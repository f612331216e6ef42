//! Control-plane network management CLI.
//!
//! This binary builds a system from configuration and acts as a management agent on it. It performs:
//! 1. **Scan:** Walk the `(device, function)` space and list the control planes found.
//! 2. **Read / write:** Single CPN accesses, through the adaptor or straight on the network.
//! 3. **Update:** Drive a statistic as its owning component would and report trigger firings.
//! 4. **Stats:** Print network traffic counters.

use std::error::Error;
use std::process;

use clap::{Parser, Subcommand};
use tracing_subscriber::EnvFilter;

use cpn_core::common::{AccessSize, CpnAddr, Request};
use cpn_core::config::Config;
use cpn_core::cp::EventLog;
use cpn_core::mgmt::{Presence, discovery};
use cpn_core::{CpnAccess, System};

#[derive(Parser, Debug)]
#[command(
    name = "cpn",
    author,
    version,
    about = "Control-plane network management agent",
    long_about = "Build a control-plane network from a JSON config (or the built-in GenCP/HelloCP topology) and operate on it.\n\nAddresses are either raw (0x0a000010) or dd:ff+offset in hex (0a:00+0x10).\n\nExamples:\n  cpn scan\n  cpn read 00:00+0x10 --size 8\n  cpn write 00:00+0x18 0x40 --direct\n  cpn update GenCP mem_reads 150\n  cpn --config topo.json stats"
)]
struct Cli {
    /// JSON configuration file; the built-in topology is used when omitted.
    #[arg(short, long, global = true)]
    config: Option<String>,

    /// Bypass the adaptor and access the network directly.
    #[arg(long, global = true)]
    direct: bool,

    #[command(subcommand)]
    command: Commands,
}

#[derive(Subcommand, Debug)]
enum Commands {
    /// List every control plane on the network.
    Scan,

    /// Read one value.
    Read {
        /// CPN address.
        addr: String,
        /// Access width in bytes (1, 2, 4, or 8).
        #[arg(short, long, default_value_t = 8)]
        size: u64,
    },

    /// Write one value.
    Write {
        /// CPN address.
        addr: String,
        /// Value (decimal or 0x-prefixed hex).
        value: String,
        /// Access width in bytes (1, 2, 4, or 8).
        #[arg(short, long, default_value_t = 8)]
        size: u64,
    },

    /// Set a statistic on a general control plane and report which triggers fired.
    Update {
        /// IDENT of the control plane.
        ident: String,
        /// Statistic name.
        stat: String,
        /// New values, applied in order.
        #[arg(required = true)]
        values: Vec<String>,
    },

    /// Scan, then print network statistics.
    Stats {
        /// Sections to print (traffic, errors); all when omitted.
        sections: Vec<String>,
    },
}

fn main() {
    let filter = EnvFilter::try_from_default_env().unwrap_or_else(|_| EnvFilter::new("warn"));
    tracing_subscriber::fmt()
        .with_env_filter(filter)
        .with_writer(std::io::stderr)
        .init();

    let cli = Cli::parse();
    if let Err(e) = run(&cli) {
        eprintln!("error: {e}");
        process::exit(1);
    }
}

fn run(cli: &Cli) -> Result<(), Box<dyn Error>> {
    let config = match &cli.config {
        Some(path) => Config::from_file(path)?,
        None => Config::default(),
    };
    let system = System::new(&config)?;
    let driver = system.driver();
    let access: &dyn CpnAccess = if cli.direct {
        &*system.network
    } else {
        &driver
    };

    match &cli.command {
        Commands::Scan => cmd_scan(access),
        Commands::Read { addr, size } => {
            let req = Request::read(parse_addr(addr)?, AccessSize::try_from(*size)?);
            let resp = access.access(&req)?;
            println!(
                "{} = {:#0width$x}{}",
                CpnAddr(req.addr),
                resp.data,
                if resp.unmapped { " (unmapped)" } else { "" },
                width = (*size as usize) * 2 + 2
            );
            Ok(())
        }
        Commands::Write { addr, value, size } => {
            let req = Request::write(
                parse_addr(addr)?,
                AccessSize::try_from(*size)?,
                parse_u64(value)?,
            );
            let resp = access.access(&req)?;
            if resp.unmapped {
                println!("{}: unmapped, write dropped", CpnAddr(req.addr));
            }
            Ok(())
        }
        Commands::Update {
            ident,
            stat,
            values,
        } => cmd_update(&system, ident, stat, values),
        Commands::Stats { sections } => {
            let _ = discovery::scan(access)?;
            system.network.stats().print_sections(sections);
            Ok(())
        }
    }
}

fn cmd_scan(access: &dyn CpnAccess) -> Result<(), Box<dyn Error>> {
    let report = discovery::scan(access)?;
    println!("DEV FUN  TYPE  IDENT");
    for entry in report.present() {
        if let Presence::Present { cp_type, ident } = &entry.presence {
            println!(
                " {:02x}  {:02x}  {:>4}  {}",
                entry.device,
                entry.function,
                printable(*cp_type),
                ident
            );
        }
    }
    println!(
        "{} present, {} absent",
        report.present().count(),
        report.absent_count()
    );
    Ok(())
}

fn cmd_update(
    system: &System,
    ident: &str,
    stat: &str,
    values: &[String],
) -> Result<(), Box<dyn Error>> {
    let handle = system
        .general(ident)
        .ok_or_else(|| format!("no general control plane named {ident}"))?;
    let log = EventLog::new();
    let mut cp = handle.lock();
    cp.set_action_handler(Box::new(log.clone()));
    let index = cp
        .statistics()
        .index_of(stat)
        .ok_or_else(|| format!("{ident} has no statistic {stat}"))?;

    for value in values {
        let value = parse_u64(value)?;
        let before = log.len();
        cp.update(index, value)?;
        println!("{ident}.{stat} = {value}: {} trigger(s) fired", log.len() - before);
    }
    for event in log.events() {
        println!(
            "  slot {} action {:#04x}: {} -> {}",
            event.slot, event.action, event.old, event.new
        );
    }
    Ok(())
}

fn printable(cp_type: u8) -> String {
    if cp_type.is_ascii_graphic() {
        format!("'{}'", cp_type as char)
    } else {
        format!("{cp_type:#04x}")
    }
}

fn parse_u64(s: &str) -> Result<u64, Box<dyn Error>> {
    let v = match s.strip_prefix("0x").or_else(|| s.strip_prefix("0X")) {
        Some(hex) => u64::from_str_radix(hex, 16)?,
        None => s.parse()?,
    };
    Ok(v)
}

/// Parses `0x...`, a decimal address, or `dd:ff[+offset]` with hex fields.
fn parse_addr(s: &str) -> Result<u64, Box<dyn Error>> {
    let Some((dev, rest)) = s.split_once(':') else {
        return parse_u64(s);
    };
    let (fun, offset) = match rest.split_once('+') {
        Some((fun, off)) => (fun, parse_u64(off)?),
        None => (rest, 0),
    };
    let device = u8::from_str_radix(dev, 16)?;
    let function = u8::from_str_radix(fun, 16)?;
    let addr = CpnAddr::encode(device, function)
        .checked_add(offset)
        .ok_or_else(|| format!("address {s} overflows"))?;
    Ok(addr.val())
}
-------------------------
● **Your task**
Line by line, reproduce the data exactly as given.

● **Answer space**
repository f612331216e6ef42
//! Control-plane network management CLI.
//!
//! This binary builds a system from configuration and acts as a management agent on it. It performs:
//! 1. **Scan:** Walk the `(device, function)` space and list the control planes found.
//! 2. **Read / write:** Single CPN accesses, through the adaptor or straight on the network.
//! 3. **Update:** Drive a statistic as its owning component would and report trigger firings.
//! 4. **Stats:** Print network traffic counters.

use std::error::Error;
use std::process;

use clap::{Parser, Subcommand};
use tracing_subscriber::EnvFilter;

use cpn_core::common::{AccessSize, CpnAddr, Request};
use cpn_core::config::Config;
use cpn_core::cp::EventLog;
use cpn_core::mgmt::{Presence, discovery};
use cpn_core::{CpnAccess, System};

#[derive(Parser, Debug)]
#[command(
    name = "cpn",
    author,
    version,
    about = "Control-plane network management agent",
    long_about = "Build a control-plane network from a JSON config (or the built-in GenCP/HelloCP topology) and operate on it.\n\nAddresses are either raw (0x0a000010) or dd:ff+offset in hex (0a:00+0x10).\n\nExamples:\n  cpn scan\n  cpn read 00:00+0x10 --size 8\n  cpn write 00:00+0x18 0x40 --direct\n  cpn update GenCP mem_reads 150\n  cpn --config topo.json stats"
)]
struct Cli {
    /// JSON configuration file; the built-in topology is used when omitted.
    #[arg(short, long, global = true)]
    config: Option<String>,

    /// Bypass the adaptor and access the network directly.
    #[arg(long, global = true)]
    direct: bool,

    #[command(subcommand)]
    command: Commands,
}

#[derive(Subcommand, Debug)]
enum Commands {
    /// List every control plane on the network.
    Scan,

    /// Read one value.
    Read {
        /// CPN address.
        addr: String,
        /// Access width in bytes (1, 2, 4, or 8).
        #[arg(short, long, default_value_t = 8)]
        size: u64,
    },

    /// Write one value.
    Write {
        /// CPN address.
        addr: String,
        /// Value (decimal or 0x-prefixed hex).
        value: String,
        /// Access width in bytes (1, 2, 4, or 8).
        #[arg(short, long, default_value_t = 8)]
        size: u64,
    },

    /// Set a statistic on a general control plane and report which triggers fired.
    Update {
        /// IDENT of the control plane.
        ident: String,
        /// Statistic name.
        stat: String,
        /// New values, applied in order.
        #[arg(required = true)]
        values: Vec<String>,
    },

    /// Scan, then print network statistics.
    Stats {
        /// Sections to print (traffic, errors); all when omitted.
        sections: Vec<String>,
    },
}

fn main() {
    let filter = EnvFilter::try_from_default_env().unwrap_or_else(|_| EnvFilter::new("warn"));
    tracing_subscriber::fmt()
        .with_env_filter(filter)
        .with_writer(std::io::stderr)
        .init();

    let cli = Cli::parse();
    if let Err(e) = run(&cli) {
        eprintln!("error: {e}");
        process::exit(1);
    }
}

fn run(cli: &Cli) -> Result<(), Box<dyn Error>> {
    let config = match &cli.config {
        Some(path) => Config::from_file(path)?,
        None => Config::default(),
    };
    let system = System::new(&config)?;
    let driver = system.driver();
    let access: &dyn CpnAccess = if cli.direct {
        &*system.network
    } else {
        &driver
    };

    match &cli.command {
        Commands::Scan => cmd_scan(access),
        Commands::Read { addr, size } => {
            let req = Request::read(parse_addr(addr)?, AccessSize::try_from(*size)?);
            let resp = access.access(&req)?;
            println!(
                "{} = {:#0width$x}{}",
                CpnAddr(req.addr),
                resp.data,
                if resp.unmapped { " (unmapped)" } else { "" },
                width = (*size as usize) * 2 + 2
            );
            Ok(())
        }
        Commands::Write { addr, value, size } => {
            let req = Request::write(
                parse_addr(addr)?,
                AccessSize::try_from(*size)?,
                parse_u64(value)?,
            );
            let resp = access.access(&req)?;
            if resp.unmapped {
                println!("{}: unmapped, write dropped", CpnAddr(req.addr));
            }
            Ok(())
        }
        Commands::Update {
            ident,
            stat,
            values,
        } => cmd_update(&system, ident, stat, values),
        Commands::Stats { sections } => {
            let _ = discovery::scan(access)?;
            system.network.stats().print_sections(sections);
            Ok(())
        }
    }
}

fn cmd_scan(access: &dyn CpnAccess) -> Result<(), Box<dyn Error>> {
    let report = discovery::scan(access)?;
    println!("DEV FUN  TYPE  IDENT");
    for entry in report.present() {
        if let Presence::Present { cp_type, ident } = &entry.presence {
            println!(
                " {:02x}  {:02x}  {:>4}  {}",
                entry.device,
                entry.function,
                printable(*cp_type),
                ident
            );
        }
    }
    println!(
        "{} present, {} absent",
        report.present().count(),
        report.absent_count()
    );
    Ok(())
}

fn cmd_update(
    system: &System,
    ident: &str,
    stat: &str,
    values: &[String],
) -> Result<(), Box<dyn Error>> {
    let handle = system
        .general(ident)
        .ok_or_else(|| format!("no general control plane named {ident}"))?;
    let log = EventLog::new();
    let mut cp = handle.lock();
    cp.set_action_handler(Box::new(log.clone()));
    let index = cp
        .statistics()
        .index_of(stat)
        .ok_or_else(|| format!("{ident} has no statistic {stat}"))?;

    for value in values {
        let value = parse_u64(value)?;
        let before = log.len();
        cp.update(index, value)?;
        println!("{ident}.{stat} = {value}: {} trigger(s) fired", log.len() - before);
    }
    for event in log.events() {
        println!(
            "  slot {} action {:#04x}: {} -> {}",
            event.slot, event.action, event.old, event.new
        );
    }
    Ok(())
}

fn printable(cp_type: u8) -> String {
    if cp_type.is_ascii_graphic() {
        format!("'{}'", cp_type as char)
    } else {
        format!("{cp_type:#04x}")
    }
}

fn parse_u64(s: &str) -> Result<u64, Box<dyn Error>> {
    let v = match s.strip_prefix("0x").or_else(|| s.strip_prefix("0X")) {
        Some(hex) => u64::from_str_radix(hex, 16)?,
        None => s.parse()?,
    };
    Ok(v)
}

/// Parses `0x...`, a decimal address, or `dd:ff[+offset]` with hex fields.
fn parse_addr(s: &str) -> Result<u64, Box<dyn Error>> {
    let Some((dev, rest)) = s.split_once(':') else {
        return parse_u64(s);
    };
    let (fun, offset) = match rest.split_once('+') {
        Some((fun, off)) => (fun, parse_u64(off)?),
        None => (rest, 0),
    };
    let device = u8::from_str_radix(dev, 16)?;
    let function = u8::from_str_radix(fun, 16)?;
    let addr = CpnAddr::encode(device, function)
        .checked_add(offset)
        .ok_or_else(|| format!("address {s} overflows"))?;
    Ok(addr.val())
}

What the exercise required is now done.